Vantagens
do Uso do SGML
Para tornar prática a
aplicação das regras do SGML é normalmente necessário o desenvolvimento de uma
aplicação informática específica (ou a adaptação específica de uma aplicação
informática mais genérica) para a redacção dos textos, sobretudo quando os DTD são
particularmente complexos.
Este passo completo, o
processo de criação de textos torna-se muito mais linear. Os autores estão
completamente abstraídos do formato final em que será implementada a documentação que
estão a produzir, preocupando-se exclusivamente com questões de organização, estrutura
e qualidade dos conteúdos.
O simples facto de não
terem de se (aliás, de não se poderem) preocupar com a forma, significa imediatamente um
ganho de 50 a 100% na produtividade dos autores. Mas as vantagens inerentes são muito
superiores a este simples facto.
É que a questão do
formato final da documentação a ser produzida passou a ser uma preocupação
secundária. Arrumada num disco de computador e totalmente etiquetada, pode ser usada como
se quiser. Desde que se desenvolva outro programa de computador (ou mais!) com capacidade
de interpretar as etiquetas com que o texto está dotado e o apresentar da forma adequada
(esta abordagem foi originalmente concebida para a produção de documentação técnica
muito complexa, muito demorada, muito longa, muito pesada, muito sofisticada...).
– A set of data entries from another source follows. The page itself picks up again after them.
//! Markup and final price calculation
//!
//! Pure functions shared by the category store, the cost calculator and
//! reporting. A category either carries its own markup percent or inherits
//! the store-wide global markup; the final per-minute price is always
//! `base * (1 + markup / 100)` rounded to four decimal places.

use rust_decimal::Decimal;
use serde::{Deserialize, Serialize};

/// Scale used for every monetary value produced by the engine
pub const MONEY_SCALE: u32 = 4;

/// Where the markup applied to a price came from
#[derive(Debug, Clone, Copy, PartialEq, Eq, Serialize, Deserialize)]
#[serde(rename_all = "lowercase")]
pub enum MarkupSource {
    /// Category-specific markup
    Custom,
    /// Store-wide global markup
    Global,
    /// No markup applied (unmatched calls)
    None,
}

/// Detailed view of how a final price was obtained
#[derive(Debug, Clone, Serialize, Deserialize)]
pub struct PricingBreakdown {
    /// Price before markup
    pub base_price: Decimal,

    /// Markup percent actually applied
    pub markup_percent: Decimal,

    /// Whether the markup is category-specific or global
    pub markup_source: MarkupSource,

    /// Absolute surcharge, `final_price - base_price`
    pub markup_amount: Decimal,

    /// Price after markup, rounded to four decimals
    pub final_price: Decimal,
}

/// Resolve the markup percent in effect for a category
#[inline]
pub fn effective_markup(
    custom_markup: Option<Decimal>,
    global_markup: Decimal,
) -> (Decimal, MarkupSource) {
    match custom_markup {
        Some(percent) => (percent, MarkupSource::Custom),
        None => (global_markup, MarkupSource::Global),
    }
}

/// Final per-minute price for a base price under the given markups
#[inline]
pub fn price_with_markup(
    base_price: Decimal,
    custom_markup: Option<Decimal>,
    global_markup: Decimal,
) -> Decimal {
    let (markup, _) = effective_markup(custom_markup, global_markup);
    apply_markup(base_price, markup)
}

/// Apply a markup percent to a base price
#[inline]
pub fn apply_markup(base_price: Decimal, markup_percent: Decimal) -> Decimal {
    let multiplier = Decimal::ONE + markup_percent / Decimal::ONE_HUNDRED;
    (base_price * multiplier).round_dp(MONEY_SCALE)
}

/// Full pricing breakdown for reporting
pub fn pricing_breakdown(
    base_price: Decimal,
    custom_markup: Option<Decimal>,
    global_markup: Decimal,
) -> PricingBreakdown {
    let (markup_percent, markup_source) = effective_markup(custom_markup, global_markup);
    let final_price = apply_markup(base_price, markup_percent);

    PricingBreakdown {
        base_price,
        markup_percent,
        markup_source,
        markup_amount: (final_price - base_price).round_dp(MONEY_SCALE),
        final_price,
    }
}
//! CDR classification, pricing and aggregation engine
//!
//! The core of a telephony billing pipeline:
//!
//! - A persistent [`CategoryStore`] mapping raw call-type descriptions to
//!   priced categories through substring patterns, with per-category or
//!   global markup and pattern-conflict detection
//! - A classification/cost API ([`CategoryStore::classify_and_cost`])
//! - A per-contract aggregation engine ([`services::aggregate`]) and a
//!   cross-contract summarizer ([`services::summarize`])
//!
//! The engine performs no network I/O: it consumes already-parsed
//! [`CallRecord`] batches and produces plain serializable reports that
//! collaborators persist or transmit. The only file the engine touches is
//! the category configuration, mirrored to disk with backup-on-write.
//!
//! Classification is first-match-wins over the categories' persisted
//! priority order, so overlapping patterns resolve deterministically;
//! [`CategoryStore::find_conflicts`] surfaces such overlaps.

pub mod config;
pub mod error;
pub mod models;
pub mod services;
pub mod store;

pub use config::EngineConfig;
pub use error::EngineError;
pub use models::{
    AnalyticsReport, BillingUnit, CallRecord, Category, CategoryUpdate, ClassificationResult,
    ContractAggregate, GlobalSummary, NewCategory,
};
pub use services::{analyze, MarkupSource};
pub use store::{CategoryStore, ImportReport};

/// Result type alias using EngineError
pub type EngineResult<T> = Result<T, EngineError>;
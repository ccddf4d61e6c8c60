//! Unified error handling for the pricing engine
//!
//! Every fallible operation in the crate returns [`EngineError`] so callers
//! can branch on a single taxonomy. Stable machine-readable codes are
//! exposed through [`EngineError::error_code`] for API consumers.

use rust_decimal::Decimal;
use thiserror::Error;

/// Main engine error type
#[derive(Error, Debug)]
pub enum EngineError {
    // ==================== Validation Errors ====================
    #[error("Validation error: {0}")]
    Validation(String),

    #[error("Category already exists: {0}")]
    DuplicateCategory(String),

    #[error("Price must not be negative: {0}")]
    NegativePrice(Decimal),

    #[error("Markup percent out of range [-100, 1000]: {0}")]
    MarkupOutOfRange(Decimal),

    #[error("At least one non-empty pattern is required")]
    EmptyPatterns,

    // ==================== Resource Errors ====================
    #[error("Category not found: {0}")]
    NotFound(String),

    #[error("Category is essential and cannot be deleted: {0}")]
    Protected(String),

    // ==================== Persistence Errors ====================
    #[error("Persistence error: {0}")]
    Persistence(String),

    #[error("Serialization error: {0}")]
    Serialization(String),

    // ==================== Internal Errors ====================
    #[error("Configuration error: {0}")]
    Config(String),

    #[error("Internal error: {0}")]
    Internal(String),
}

impl EngineError {
    /// Returns the stable error code for this error
    ///
    /// Callers (a web layer, an invoicing job) branch on these strings
    /// rather than on display messages.
    pub fn error_code(&self) -> &'static str {
        match self {
            EngineError::Validation(_) => "validation_error",
            EngineError::DuplicateCategory(_) => "duplicate_category",
            EngineError::NegativePrice(_) => "negative_price",
            EngineError::MarkupOutOfRange(_) => "markup_out_of_range",
            EngineError::EmptyPatterns => "empty_patterns",
            EngineError::NotFound(_) => "category_not_found",
            EngineError::Protected(_) => "category_protected",
            EngineError::Persistence(_) => "persistence_error",
            EngineError::Serialization(_) => "serialization_error",
            EngineError::Config(_) => "config_error",
            EngineError::Internal(_) => "internal_error",
        }
    }

    /// True for errors raised by input validation before any mutation
    pub fn is_validation(&self) -> bool {
        matches!(
            self,
            EngineError::Validation(_)
                | EngineError::DuplicateCategory(_)
                | EngineError::NegativePrice(_)
                | EngineError::MarkupOutOfRange(_)
                | EngineError::EmptyPatterns
        )
    }
}

// ==================== From implementations ====================

impl From<serde_json::Error> for EngineError {
    fn from(err: serde_json::Error) -> Self {
        EngineError::Serialization(err.to_string())
    }
}

impl From<std::io::Error> for EngineError {
    fn from(err: std::io::Error) -> Self {
        EngineError::Persistence(err.to_string())
    }
}

impl From<config::ConfigError> for EngineError {
    fn from(err: config::ConfigError) -> Self {
        EngineError::Config(err.to_string())
    }
}

#[cfg(test)]
mod tests {
    use super::*;
    use rust_decimal_macros::dec;

    #[test]
    fn test_error_codes() {
        assert_eq!(
            EngineError::NotFound("FAX".to_string()).error_code(),
            "category_not_found"
        );
        assert_eq!(
            EngineError::MarkupOutOfRange(dec!(2000)).error_code(),
            "markup_out_of_range"
        );
        assert_eq!(
            EngineError::Protected("FISSI".to_string()).error_code(),
            "category_protected"
        );
    }

    #[test]
    fn test_is_validation() {
        assert!(EngineError::EmptyPatterns.is_validation());
        assert!(EngineError::NegativePrice(dec!(-1)).is_validation());
        assert!(!EngineError::NotFound("X".to_string()).is_validation());
        assert!(!EngineError::Persistence("io".to_string()).is_validation());
    }
}
//! Bulk import/export of the category set
//!
//! JSON export is the full round-trippable configuration (categories plus
//! global markup). CSV uses a fixed column order with semicolon-joined
//! patterns and a `Global` sentinel for categories without a custom markup.
//! CSV import is row-tolerant: malformed rows are collected with their row
//! number and reason while the rest of the batch goes through; JSON import
//! is all-or-nothing. The tiny CSV codec below handles quoting only — the
//! format is fixed and flat, so a full CSV dependency would be dead weight.

use chrono::{DateTime, Utc};
use rust_decimal::Decimal;
use serde::Serialize;
use std::str::FromStr;
use tracing::{info, warn};

use crate::error::EngineError;
use crate::models::category::{normalize_name, validate_markup, validate_price, clean_patterns};
use crate::models::{Category, NewCategory};
use crate::EngineResult;

use super::persistence::CategoryFile;
use super::{next_priority, CategoryStore};

/// CSV header, fixed column order
const CSV_HEADER: [&str; 11] = [
    "Name",
    "Display Name",
    "Base Price",
    "Custom Markup",
    "Final Price",
    "Currency",
    "Patterns",
    "Description",
    "Active",
    "Created",
    "Updated",
];

/// Sentinel written in the markup column for categories on the global markup
const GLOBAL_MARKUP_SENTINEL: &str = "Global";

/// One skipped row during a CSV import
#[derive(Debug, Clone, Serialize)]
pub struct RowError {
    /// 1-based row number in the input, header included
    pub row: usize,
    pub reason: String,
}

/// Outcome of a row-tolerant bulk import
#[derive(Debug, Clone, Serialize)]
pub struct ImportReport {
    pub imported: usize,
    pub errors: Vec<RowError>,
}

impl CategoryStore {
    /// Export the full category set as round-trippable JSON
    pub fn export_json(&self) -> EngineResult<String> {
        let inner = self.lock()?;
        let file = CategoryFile {
            global_markup_percent: inner.global_markup_percent,
            categories: inner.categories.clone(),
        };
        Ok(serde_json::to_string_pretty(&file)?)
    }

    /// Import a JSON category set, merging into or replacing the current one
    ///
    /// All-or-nothing: any invalid category rejects the whole import before
    /// the store changes. Replace mode also adopts the imported global
    /// markup; merge mode keeps the current one and reprices imported
    /// categories under it.
    pub fn import_json(&self, data: &str, merge: bool) -> EngineResult<usize> {
        let file: CategoryFile = serde_json::from_str(data)?;

        // validate everything before touching the store
        let mut incoming = Vec::with_capacity(file.categories.len());
        for (name, mut category) in file.categories {
            category.name = normalize_name(&name);
            if category.name.is_empty() {
                return Err(EngineError::Validation(
                    "category name is required".to_string(),
                ));
            }
            validate_price(category.base_price_per_minute)?;
            if let Some(markup) = category.custom_markup_percent {
                validate_markup(markup)?;
            }
            category.patterns = clean_patterns(&category.patterns)?;
            incoming.push(category);
        }

        let mut inner = self.lock()?;
        let snapshot = inner.clone();
        if !merge {
            inner.categories.clear();
            inner.global_markup_percent = file.global_markup_percent;
        }

        let global_markup = inner.global_markup_percent;
        let count = incoming.len();
        for mut category in incoming {
            category.refresh_pricing(global_markup);
            inner.categories.insert(category.name.clone(), category);
        }

        self.persist_or_rollback(&mut inner, snapshot)?;

        info!(imported = count, merge, "category JSON import completed");
        Ok(count)
    }

    /// Export the category set as CSV with the fixed column order
    pub fn export_csv(&self) -> EngineResult<String> {
        let inner = self.lock()?;

        let mut out = String::new();
        write_row(&mut out, &CSV_HEADER);
        for category in inner.categories.values() {
            let markup = match category.custom_markup_percent {
                Some(percent) => format!("{percent}%"),
                None => GLOBAL_MARKUP_SENTINEL.to_string(),
            };
            let active = if category.is_active { "true" } else { "false" };
            let row = [
                category.name.clone(),
                category.display_name.clone(),
                category.base_price_per_minute.to_string(),
                markup,
                category.price_with_markup.to_string(),
                category.currency.clone(),
                category.patterns.join(";"),
                category.description.clone(),
                active.to_string(),
                category.created_at.to_rfc3339(),
                category.updated_at.to_rfc3339(),
            ];
            write_row(&mut out, &row);
        }
        Ok(out)
    }

    /// Import categories from CSV, skipping malformed rows
    ///
    /// Tolerates a comma decimal separator in numeric columns. Rows that
    /// cannot be parsed or validated are reported in the returned
    /// [`ImportReport`] with their row number; the remaining rows are
    /// imported and persisted.
    pub fn import_csv(&self, data: &str, merge: bool) -> EngineResult<ImportReport> {
        let mut inner = self.lock()?;
        let snapshot = inner.clone();
        if !merge {
            inner.categories.clear();
        }

        let global_markup = inner.global_markup_percent;
        let mut imported = 0;
        let mut errors = Vec::new();

        for (row, fields) in parse_csv(data) {
            if row == 1 && is_header(&fields) {
                continue;
            }

            let priority = next_priority(&inner.categories);
            match parse_row(&fields, global_markup, &self.default_currency, priority) {
                Ok(category) => {
                    inner.categories.insert(category.name.clone(), category);
                    imported += 1;
                }
                Err(reason) => {
                    warn!(row, %reason, "skipping malformed category row");
                    errors.push(RowError { row, reason });
                }
            }
        }

        self.persist_or_rollback(&mut inner, snapshot)?;

        info!(
            imported,
            skipped = errors.len(),
            merge,
            "category CSV import completed"
        );
        Ok(ImportReport { imported, errors })
    }
}

fn is_header(fields: &[String]) -> bool {
    fields
        .first()
        .map(|f| f.trim().eq_ignore_ascii_case("Name"))
        .unwrap_or(false)
}

/// Parse one CSV data row into a category
fn parse_row(
    fields: &[String],
    global_markup: Decimal,
    default_currency: &str,
    priority: i32,
) -> Result<Category, String> {
    if fields.len() < 9 {
        return Err(format!("expected at least 9 columns, got {}", fields.len()));
    }

    let base_price = parse_decimal_lenient(&fields[2])
        .map_err(|e| format!("invalid base price '{}': {e}", fields[2]))?;
    let custom_markup = parse_markup_field(&fields[3])?;
    let currency = match fields[5].trim() {
        "" => None,
        other => Some(other.to_string()),
    };
    let patterns: Vec<String> = fields[6].split(';').map(|p| p.to_string()).collect();
    let is_active = parse_bool_lenient(&fields[8])
        .ok_or_else(|| format!("invalid active flag '{}'", fields[8]))?;

    let draft = NewCategory {
        name: fields[0].clone(),
        display_name: fields[1].clone(),
        base_price_per_minute: base_price,
        patterns,
        currency,
        description: fields[7].clone(),
        custom_markup_percent: custom_markup,
        priority: Some(priority),
    };

    let mut category = Category::new(draft, global_markup, default_currency, priority)
        .map_err(|e| e.to_string())?;
    category.is_active = is_active;
    if let Some(created) = fields.get(9).and_then(|f| parse_timestamp(f)) {
        category.created_at = created;
    }
    if let Some(updated) = fields.get(10).and_then(|f| parse_timestamp(f)) {
        category.updated_at = updated;
    }
    Ok(category)
}

/// Parse the markup column: a percent, or the Global sentinel / blank
fn parse_markup_field(field: &str) -> Result<Option<Decimal>, String> {
    let trimmed = field.trim();
    if trimmed.is_empty()
        || trimmed.eq_ignore_ascii_case(GLOBAL_MARKUP_SENTINEL)
        || trimmed.eq_ignore_ascii_case("Globale")
    {
        return Ok(None);
    }

    let without_percent = trimmed.strip_suffix('%').unwrap_or(trimmed);
    parse_decimal_lenient(without_percent)
        .map(Some)
        .map_err(|e| format!("invalid markup '{trimmed}': {e}"))
}

/// Parse a decimal, tolerating a comma as the decimal separator
fn parse_decimal_lenient(field: &str) -> Result<Decimal, rust_decimal::Error> {
    let trimmed = field.trim();
    Decimal::from_str(trimmed).or_else(|_| Decimal::from_str(&trimmed.replace(',', ".")))
}

fn parse_bool_lenient(field: &str) -> Option<bool> {
    match field.trim().to_lowercase().as_str() {
        "true" | "yes" | "si" | "sì" | "1" => Some(true),
        "false" | "no" | "0" => Some(false),
        _ => None,
    }
}

fn parse_timestamp(field: &str) -> Option<DateTime<Utc>> {
    DateTime::parse_from_rfc3339(field.trim())
        .ok()
        .map(|dt| dt.with_timezone(&Utc))
}

// ==================== minimal CSV codec ====================

fn write_row<S: AsRef<str>>(out: &mut String, fields: &[S]) {
    for (i, field) in fields.iter().enumerate() {
        let field = field.as_ref();
        if i > 0 {
            out.push(',');
        }
        if field.contains(',') || field.contains('"') || field.contains('\n') {
            out.push('"');
            out.push_str(&field.replace('"', "\"\""));
            out.push('"');
        } else {
            out.push_str(field);
        }
    }
    out.push('\n');
}

/// Split CSV input into rows of fields, honoring quoting
///
/// Returns each row with the 1-based line number it starts on.
fn parse_csv(data: &str) -> Vec<(usize, Vec<String>)> {
    let mut rows = Vec::new();
    let mut fields: Vec<String> = Vec::new();
    let mut field = String::new();
    let mut in_quotes = false;
    let mut line = 1usize;
    let mut row_line = 1usize;

    let mut chars = data.chars().peekable();
    while let Some(c) = chars.next() {
        match c {
            '"' if in_quotes => {
                if chars.peek() == Some(&'"') {
                    chars.next();
                    field.push('"');
                } else {
                    in_quotes = false;
                }
            }
            '"' if field.is_empty() => in_quotes = true,
            ',' if !in_quotes => fields.push(std::mem::take(&mut field)),
            '\r' if !in_quotes => {}
            '\n' if !in_quotes => {
                line += 1;
                if !fields.is_empty() || !field.is_empty() {
                    fields.push(std::mem::take(&mut field));
                    rows.push((row_line, std::mem::take(&mut fields)));
                }
                row_line = line;
            }
            '\n' => {
                line += 1;
                field.push('\n');
            }
            _ => field.push(c),
        }
    }
    if !fields.is_empty() || !field.is_empty() {
        fields.push(field);
        rows.push((row_line, fields));
    }
    rows
}
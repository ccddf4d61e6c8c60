//! Pattern conflict detection
//!
//! Two active categories sharing a pattern classify differently depending on
//! their priority order; this module surfaces those overlaps so operators
//! can fix the rule set.

use serde::{Deserialize, Serialize};
use std::collections::BTreeSet;

use crate::models::Category;

/// How serious a pattern overlap is
#[derive(Debug, Clone, Copy, PartialEq, Eq, Serialize, Deserialize)]
#[serde(rename_all = "lowercase")]
pub enum ConflictSeverity {
    /// Exactly one shared pattern
    Medium,
    /// More than one shared pattern
    High,
}

/// A pattern overlap between two active categories
#[derive(Debug, Clone, Serialize, Deserialize)]
pub struct PatternConflict {
    pub category1: String,
    pub category2: String,
    /// Shared normalized patterns, sorted
    pub common_patterns: Vec<String>,
    pub severity: ConflictSeverity,
}

/// Pairwise-compare active categories and report shared patterns
///
/// Each unordered pair is reported once; the common-pattern set is symmetric
/// by construction. O(n²) over active categories, which stay in the tens.
pub fn find_conflicts(categories: &[Category]) -> Vec<PatternConflict> {
    let active: Vec<&Category> = categories.iter().filter(|c| c.is_active).collect();
    let pattern_sets: Vec<BTreeSet<String>> = active
        .iter()
        .map(|c| c.normalized_patterns().into_iter().collect())
        .collect();

    let mut conflicts = Vec::new();
    for i in 0..active.len() {
        for j in (i + 1)..active.len() {
            let common: Vec<String> = pattern_sets[i]
                .intersection(&pattern_sets[j])
                .cloned()
                .collect();
            if common.is_empty() {
                continue;
            }

            let severity = if common.len() > 1 {
                ConflictSeverity::High
            } else {
                ConflictSeverity::Medium
            };
            conflicts.push(PatternConflict {
                category1: active[i].name.clone(),
                category2: active[j].name.clone(),
                common_patterns: common,
                severity,
            });
        }
    }

    conflicts
}

#[cfg(test)]
mod tests {
    use super::*;
    use crate::models::category::NewCategory;
    use rust_decimal::Decimal;
    use rust_decimal_macros::dec;

    fn category(name: &str, patterns: &[&str], active: bool) -> Category {
        let mut category = Category::new(
            NewCategory {
                name: name.to_string(),
                display_name: name.to_string(),
                base_price_per_minute: dec!(0.02),
                patterns: patterns.iter().map(|p| p.to_string()).collect(),
                ..Default::default()
            },
            Decimal::ZERO,
            "EUR",
            0,
        )
        .unwrap();
        category.is_active = active;
        category
    }

    #[test]
    fn test_single_shared_pattern_is_medium() {
        let categories = vec![
            category("A", &["FAX"], true),
            category("B", &["FAX", "TELEFAX"], true),
        ];

        let conflicts = find_conflicts(&categories);
        assert_eq!(conflicts.len(), 1);
        assert_eq!(conflicts[0].category1, "A");
        assert_eq!(conflicts[0].category2, "B");
        assert_eq!(conflicts[0].common_patterns, vec!["FAX"]);
        assert_eq!(conflicts[0].severity, ConflictSeverity::Medium);
    }

    #[test]
    fn test_multiple_shared_patterns_is_high() {
        let categories = vec![
            category("A", &["FAX", "telefax ", "EXTRA"], true),
            category("B", &["TELEFAX", "FAX"], true),
        ];

        let conflicts = find_conflicts(&categories);
        assert_eq!(conflicts.len(), 1);
        assert_eq!(conflicts[0].common_patterns, vec!["FAX", "TELEFAX"]);
        assert_eq!(conflicts[0].severity, ConflictSeverity::High);
    }

    #[test]
    fn test_symmetry() {
        let a = category("A", &["FAX", "VERDE"], true);
        let b = category("B", &["VERDE", "FAX", "800"], true);

        let forward = find_conflicts(&[a.clone(), b.clone()]);
        let reverse = find_conflicts(&[b, a]);
        assert_eq!(forward[0].common_patterns, reverse[0].common_patterns);
        assert_eq!(forward[0].severity, reverse[0].severity);
    }

    #[test]
    fn test_inactive_categories_ignored() {
        let categories = vec![
            category("A", &["FAX"], true),
            category("B", &["FAX"], false),
        ];
        assert!(find_conflicts(&categories).is_empty());
    }

    #[test]
    fn test_disjoint_patterns_no_conflict() {
        let categories = vec![
            category("A", &["FISSO"], true),
            category("B", &["CELLULARE"], true),
        ];
        assert!(find_conflicts(&categories).is_empty());
    }
}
Este
último programa concretizará uma especificação de output (para impressão, por
exemplo), que produzirá a formatação dos documentos, para impressão ou o que for, de
uma forma totalmente automática. Para um conjunto de livros, por exemplo. Continuando no
reino dos exemplos, certos documentos, desde que tenham determinadas etiquetas, poderão
ser disponibilizados em folhas soltas. Não é relevante. O que é relevante é que a
informação, por estar totalmente estruturada e totalmente etiquetada, está guardada de
modo a poder ser usada das maneiras mais desvairadas e imprevisíveis. Os donos da
informação adquirem sobre ela um controlo e um poder como nunca haviam tido antes. A
informação fica armazenada de uma forma potencialmente mais útil, pode ser reutilizada
para novos suportes, e pode ser manipulada à vontade.
[Os nomes técnicos
para as especificações de output são OS ("Output Specification"), FOSI
("Formatting Output Specification Instance") e DSSSL ("Document Style
Semantics and Specification Language").]
Tim Berners-Lee
conhecia e respeitava os princípios na base do SGML, aliás um dos factores curriculares
que lhe garantiram o lugar no CERN. A criação do HTML por Berners-Lee correspondeu de
certo modo à concepção de uma espécie de DTD para documentos que teriam
características de hipertextualidade -- a etiqueta fundamental permitiria a ligação
entre documentos. Daí o nome do HTML (HyperText Markup Language, uma variação do nome
SGML). No entanto, embora no princípio as poucas etiquetas originais da
"linguagem" só cobrissem de facto pormenores de estrutura, o HTML, quando caiu
na rua (ie, nas mãos da Netscape e Microsoft) foi totalmente desvirtuado com etiquetas
correspondentes a questões de estilo. Hoje, com o surgimento das Cascading Style Sheets, pretende-se
tornar a pôr ordem na selva.
Uma última nota: o
futuro da Web passará por uma redefinição do HTML. Ao invés de um único DTD básico,
que é o que existe agora, está a ser desenvolvido um standard que permitirá a criação
de diferentes DTD, para aplicações específicas. Cada um destes novos DTD exigirá um
browser específico ou um browser adequadamente preparado. Haverá DTDs para jornais, para
sites de turismo, para lojas electrónicas, etc. Uma vantagem imediata: uma muito maior
acuracidade no resultado das pesquisas. O standard em desenvolvimento que assegurará o
próximo passo da evolução da Web (em princípio; da maneira com as coisas são, nunca
se sabe) chama-se XML: "eXtensible
Markup Language". É uma espécie de SGML específico para a Web. Os princípios,
pelo menos, são basicamente os mesmos.